We were sitting down to breakfast yesterday when Michael announced that when he grows up he wants to design a huge gun to blast tires in a junkyard. After a moment when my brain simply stalled attempting to formulate an appropriate response, I tried the following: "Well, actually, they usually recycle old tires into things like rubber mats and playground mulch like we saw on that show How Things Are Made. Perhaps you could design a huge tire recycling machine when you grow up?" After a millisecond of thought he rejected that idea. "No, I'll just design a really big gun."
Umm. Okay. I obviously needed a new strategy. "Well sweetheart. You can be anything you want to be when you grow up. You can learn all kinds of things at school." He perked right up at that suggestion and happily told me, "Great! I'll ask Miss Marlene to teach me to make a big gun at preschool tomorrow." At that point there was a huge awkward pause while I contemplated exactly the extent to which that strategy had backfired. Finally I stuttered, "No, don't ask Miss Marlene that..." and kind of trailed off. He came right back with, "Why not?"

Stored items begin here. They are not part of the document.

// src/core/state.rs

use super::constants::revq_constants::NORM_TOLERANCE;
use super::error::{QubitId, RevqError};
use num_complex::Complex;
use num_traits::{One, Zero};
use std::fmt;

/// A classical basis state over a fixed number of qubits.
///
/// Reversible NOT/controlled-NOT sequences map basis states to basis states,
/// so a single `BitState` is enough to replay a circuit on one classical input.
/// Bit `i` is the value of qubit `QubitId(i)`.
#[derive(Debug, Clone, PartialEq, Eq, Hash)]
pub struct BitState {
    bits: Vec<bool>,
}

impl BitState {
    /// All qubits in `|0⟩`.
    pub fn zeros(width: usize) -> Self {
        Self { bits: vec![false; width] }
    }

    /// Loads `value` little-endian into the first `min(width, 64)` qubits.
    pub fn from_value(width: usize, value: u64) -> Self {
        let bits = (0..width).map(|i| i < 64 && (value >> i) & 1 == 1).collect();
        Self { bits }
    }

    /// Number of qubits represented.
    pub fn width(&self) -> usize {
        self.bits.len()
    }

    /// Gets the value of a qubit.
    pub fn get(&self, qubit: QubitId) -> Result<bool, RevqError> {
        self.bits.get(qubit.index()).copied().ok_or_else(|| out_of_range(qubit, self.bits.len()))
    }

    /// Sets the value of a qubit.
    pub fn set(&mut self, qubit: QubitId, value: bool) -> Result<(), RevqError> {
        let width = self.bits.len();
        let bit = self.bits.get_mut(qubit.index()).ok_or_else(|| out_of_range(qubit, width))?;
        *bit = value;
        Ok(())
    }

    /// Inverts the value of a qubit.
    pub fn flip(&mut self, qubit: QubitId) -> Result<(), RevqError> {
        let width = self.bits.len();
        let bit = self.bits.get_mut(qubit.index()).ok_or_else(|| out_of_range(qubit, width))?;
        *bit = !*bit;
        Ok(())
    }

    /// Reads `qubits` as a little-endian integer (at most 64 qubits).
    pub fn read(&self, qubits: &[QubitId]) -> Result<u64, RevqError> {
        if qubits.len() > 64 {
            return Err(RevqError::invalid_argument(format!(
                "cannot read {} qubits into a 64-bit value",
                qubits.len()
            )));
        }
        let mut value = 0u64;
        for (i, q) in qubits.iter().enumerate() {
            if self.get(*q)? {
                value |= 1 << i;
            }
        }
        Ok(value)
    }

    /// Writes `value` little-endian into `qubits`, overwriting whatever was there.
    pub fn write(&mut self, qubits: &[QubitId], value: u64) -> Result<(), RevqError> {
        if qubits.len() < 64 && value >> qubits.len() != 0 {
            return Err(RevqError::invalid_argument(format!(
                "value {} does not fit into {} qubits",
                value,
                qubits.len()
            )));
        }
        for (i, q) in qubits.iter().enumerate() {
            self.set(*q, i < 64 && (value >> i) & 1 == 1)?;
        }
        Ok(())
    }

    /// Returns `true` if every listed qubit reads 0.
    pub fn all_zero(&self, qubits: &[QubitId]) -> Result<bool, RevqError> {
        for q in qubits {
            if self.get(*q)? {
                return Ok(false);
            }
        }
        Ok(true)
    }

    /// Provides read-only access to the underlying bits.
    pub fn bits(&self) -> &[bool] {
        &self.bits
    }
}

fn out_of_range(qubit: QubitId, width: usize) -> RevqError {
    RevqError::simulation(format!("{} is outside a {}-qubit state", qubit, width))
}

impl fmt::Display for BitState {
    fn fmt(&self, f: &mut fmt::Formatter<'_>) -> fmt::Result {
        // Least significant qubit first, matching register order.
        write!(f, "|")?;
        for b in &self.bits {
            write!(f, "{}", if *b { '1' } else { '0' })?;
        }
        write!(f, "⟩")
    }
}

/// Complex amplitudes over the 2^n basis states of an n-qubit register.
///
/// Basis index `k` has qubit `i` set iff bit `i` of `k` is set, so index
/// arithmetic follows the same little-endian convention as [`BitState`].
#[derive(Debug, Clone, PartialEq)]
pub struct AmplitudeState {
    state_vector: Vec<Complex<f64>>,
    num_qubits: usize,
}

impl AmplitudeState {
    /// Creates a state from an explicit amplitude vector whose length must be a power of two.
    pub fn new(state_vector: Vec<Complex<f64>>) -> Result<Self, RevqError> {
        let dim = state_vector.len();
        if dim == 0 || !dim.is_power_of_two() {
            return Err(RevqError::invalid_argument(format!(
                "amplitude vector length {} is not a power of two",
                dim
            )));
        }
        Ok(Self { state_vector, num_qubits: dim.trailing_zeros() as usize })
    }

    /// The computational basis state `|index⟩`.
    pub fn basis(num_qubits: usize, index: usize) -> Result<Self, RevqError> {
        let dim = dimension(num_qubits)?;
        if index >= dim {
            return Err(RevqError::invalid_argument(format!(
                "basis index {} out of range for {} qubits",
                index, num_qubits
            )));
        }
        let mut state_vector = vec![Complex::zero(); dim];
        state_vector[index] = Complex::one();
        Ok(Self { state_vector, num_qubits })
    }

    /// Equal superposition over every basis state.
    pub fn uniform(num_qubits: usize) -> Result<Self, RevqError> {
        let dim = dimension(num_qubits)?;
        let amp = Complex::new(1.0 / (dim as f64).sqrt(), 0.0);
        Ok(Self { state_vector: vec![amp; dim], num_qubits })
    }

    /// Provides read-only access to the amplitude vector.
    pub fn vector(&self) -> &[Complex<f64>] {
        &self.state_vector
    }

    pub(crate) fn vector_mut(&mut self) -> &mut [Complex<f64>] {
        &mut self.state_vector
    }

    /// Number of basis states (2^n).
    pub fn dim(&self) -> usize {
        self.state_vector.len()
    }

    pub fn num_qubits(&self) -> usize {
        self.num_qubits
    }

    /// |c_k|², or 0 outside the vector.
    pub fn probability(&self, index: usize) -> f64 {
        self.state_vector.get(index).map(|c| c.norm_sqr()).unwrap_or(0.0)
    }

    /// Checks that Σ|c_k|² is 1 within `tolerance` (defaults to 1e-9).
    pub fn check_normalization(&self, tolerance: Option<f64>) -> Result<(), RevqError> {
        let tolerance = tolerance.unwrap_or(NORM_TOLERANCE);
        let norm_sq: f64 = self.state_vector.iter().map(|c| c.norm_sqr()).sum();
        if (norm_sq - 1.0).abs() > tolerance {
            Err(RevqError::invariant(format!(
                "state vector normalization failed: sum(|c_k|^2) = {} (deviation > {})",
                norm_sq, tolerance
            )))
        } else {
            Ok(())
        }
    }
}

fn dimension(num_qubits: usize) -> Result<usize, RevqError> {
    u32::try_from(num_qubits)
        .ok()
        .and_then(|n| 1usize.checked_shl(n))
        .ok_or_else(|| RevqError::resource(format!("{} qubits overflow the state dimension", num_qubits)))
}

impl fmt::Display for AmplitudeState {
    fn fmt(&self, f: &mut fmt::Formatter<'_>) -> fmt::Result {
        write!(f, "Amplitudes[")?;
        for (i, c) in self.state_vector.iter().enumerate() {
            write!(f, "{}{:.4}", if i > 0 { ", " } else { "" }, c)?;
        }
        write!(f, "]")
    }
}

#[cfg(test)]
mod tests {
    use super::*;

    #[test]
    fn bit_state_round_trips_little_endian() -> Result<(), RevqError> {
        let qubits: Vec<QubitId> = (0..4).map(QubitId).collect();
        let mut state = BitState::zeros(5);
        state.write(&qubits, 0b0110)?;
        assert!(!state.get(QubitId(0))?);
        assert!(state.get(QubitId(1))?);
        assert!(state.get(QubitId(2))?);
        assert_eq!(state.read(&qubits)?, 6);
        assert_eq!(state.to_string(), "|01100⟩");
        Ok(())
    }

    #[test]
    fn write_rejects_values_wider_than_register() {
        let mut state = BitState::zeros(2);
        let result = state.write(&[QubitId(0), QubitId(1)], 4);
        assert!(matches!(result, Err(RevqError::InvalidArgument { .. })));
    }

    #[test]
    fn out_of_range_qubit_is_a_simulation_error() {
        let state = BitState::zeros(2);
        assert!(matches!(state.get(QubitId(2)), Err(RevqError::Simulation { .. })));
    }

    #[test]
    fn amplitude_state_validates_dimension_and_norm() -> Result<(), RevqError> {
        assert!(AmplitudeState::new(vec![Complex::one(); 3]).is_err());

        let uniform = AmplitudeState::uniform(3)?;
        assert_eq!(uniform.dim(), 8);
        assert_eq!(uniform.num_qubits(), 3);
        uniform.check_normalization(None)?;

        let unnormalized = AmplitudeState::new(vec![Complex::one(), Complex::one()])?;
        assert!(matches!(
            unnormalized.check_normalization(None),
            Err(RevqError::InvariantViolation { .. })
        ));
        Ok(())
    }
}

Alrighty then... I launched into a huge discussion about how first you go through preschool where you learn letters and art and science and then grade school and high school where you learn reading and math and science and history and art and music.... And then, I explained, when you get to college you can choose to study what you want to be when you grow up. I told him that mommy learned how to be a teacher and a speech teacher. Daddy studied computers. Grandpa studied chemistry. His grandmother learned how to be a nurse. I then suggested that he could study to be an engineer who makes prototypes and plans for things to be built in factories.
At that point, I'm pretty sure he had stopped paying attention. Hopefully the huge long conversation will at least have distracted him from his original intention of asking his preschool teacher to teach him how to build a gun. A mama can hope, right?